Signal Processing Part 1

Paper Sessions

Chair:
Emre Çakir, Tampere University of Technology - Tampere, Finland

P02-1 Musical Instrument Synthesis and Morphing in Multidimensional Latent Space Using Variational, Convolutional Recurrent Autoencoders—Emre Çakir, Tampere University of Technology - Tampere, Finland; Tuomas Virtanen, Tampere University of Technology - Tampere, Finland
In this work we propose a deep learning based method—namely, variational, convolutional recurrent autoencoders (VCRAE)—for musical instrument synthesis. This method utilizes the higher level time-frequency representations extracted by the convolutional and recurrent layers to learn a Gaussian distribution in the training stage, which will be later used to infer unique samples through interpolation of multiple instruments in the usage stage. The reconstruction performance of VCRAE is evaluated by proxy through an instrument classifier and provides significantly better accuracy than two other baseline autoencoder methods. The synthesized samples for the combinations of 15 different instruments are available on the companion website. 

P02-2 Music Enhancement by a Novel CNN Architecture—Anton Porov, PDMI RAS - St. Petersburg, Russia; Eunmi Oh, Samsung Electronics Co., Ltd. - Seoul, Korea; Kihyun Choo, Samsung Electronics Co., Ltd. - Suwon, Korea; Hosang Sung, Samsung Electronics - Korea; Jonghoon Jeong, Samsung Electronics Co. Ltd. - Seoul, Korea; Konstantin Osipov, PDMI RAS - Russia; Holly Francois, Samsung Electronics R&D Institute UK - Staines-Upon Thames, Surrey, UK
This paper is concerned with music enhancement by removal of coding artifacts and recovery of acoustic characteristics that preserve the sound quality of the original music content. In order to achieve this, we propose a novel convolution neural network (CNN) architecture called FTD (Frequency-Time Dependent) CNN, which utilizes correlation and context information across spectral and temporal dependency for music signals. Experimental results show that both subjective and objective sound quality metrics are significantly improved. This unique way of applying a CNN to exploit global dependency across frequency bins may effectively restore information that is corrupted by coding artifacts in compressed music content. 

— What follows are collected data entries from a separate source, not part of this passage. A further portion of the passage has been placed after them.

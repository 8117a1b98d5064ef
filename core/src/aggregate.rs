use std::collections::BTreeMap;

use crate::models::{DailyValuePercentages, Nutrient, PlateTotals, ResolvedFood};

/// Sum the nutrients of every resolved plate item.
///
/// Items are visited in plate order, so food groups are counted in the
/// order they first appear. Items missing from `resolved` add nothing; a
/// repeated item counts once per occurrence.
pub fn aggregate<S: AsRef<str>>(
    plate: &[S],
    resolved: &BTreeMap<String, ResolvedFood>,
) -> PlateTotals {
    let mut totals = PlateTotals::default();
    for item in plate {
        if let Some(food) = resolved.get(item.as_ref()) {
            totals.add(food);
        }
    }
    totals
}

/// Percentage of the recommended daily value, capped at 100.
#[must_use]
pub fn daily_value_percentage(nutrient: Nutrient, total: f64) -> f64 {
    (total / nutrient.daily_value() * 100.0).min(100.0)
}

#[must_use]
pub fn percentages_of_daily_value(totals: &PlateTotals) -> DailyValuePercentages {
    let pct = |n: Nutrient| daily_value_percentage(n, totals.amount(n));
    DailyValuePercentages {
        calories: pct(Nutrient::Calories),
        protein: pct(Nutrient::Protein),
        carbs: pct(Nutrient::Carbohydrates),
        fat: pct(Nutrient::Fat),
    }
}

P02-3 The New Dynamics Processing Effect in Android Open Source Project—Ricardo Garcia, Google - Mountain View, CA, USA
The Android “P” Audio Framework’s new Dynamics Processing Effect (DPE) in Android Open Source Project (AOSP), provides developers with controls to fine-tune the audio experience using several stages of equalization, multi-band compressors, and linked limiters. The API allows developers to configure the DPE’s multichannel architecture to exercise real-time control over thousands of audio parameters. This talk additionally discusses the design and use of DPE in the recently announced Sound Amplifier accessibility service for Android and outlines other uses for acoustic compensation and hearing applications. 

P02-4 On the Physiological Validity of the Group Delay Response of All-Pole Vocal Tract Modeling—Aníbal Ferreira, University of Porto - Porto, Portugal
Magnitude-oriented approaches dominate the voice analysis front-ends of most current technologies addressing, e.g., speaker identification, speech coding/compression, and voice reconstruction and re-synthesis. A popular technique is all-pole vocal tract modeling. The phase response of all-pole models is known to be non-linear and highly dependent on the magnitude frequency response. In this paper we use a shift-invariant phase-related feature that is estimated from signal harmonics in order to study the impact of all-pole models on the phase structure of voiced sounds. We relate that impact to the phase structure that is found in natural voiced sounds to conclude on the physiological validity of the group delay of all-pole vocal tract modeling. Our findings emphasize that harmonic phase models are idiosyncratic, and this is important in speaker identification and in fostering the quality and naturalness of synthetic and reconstructed speech.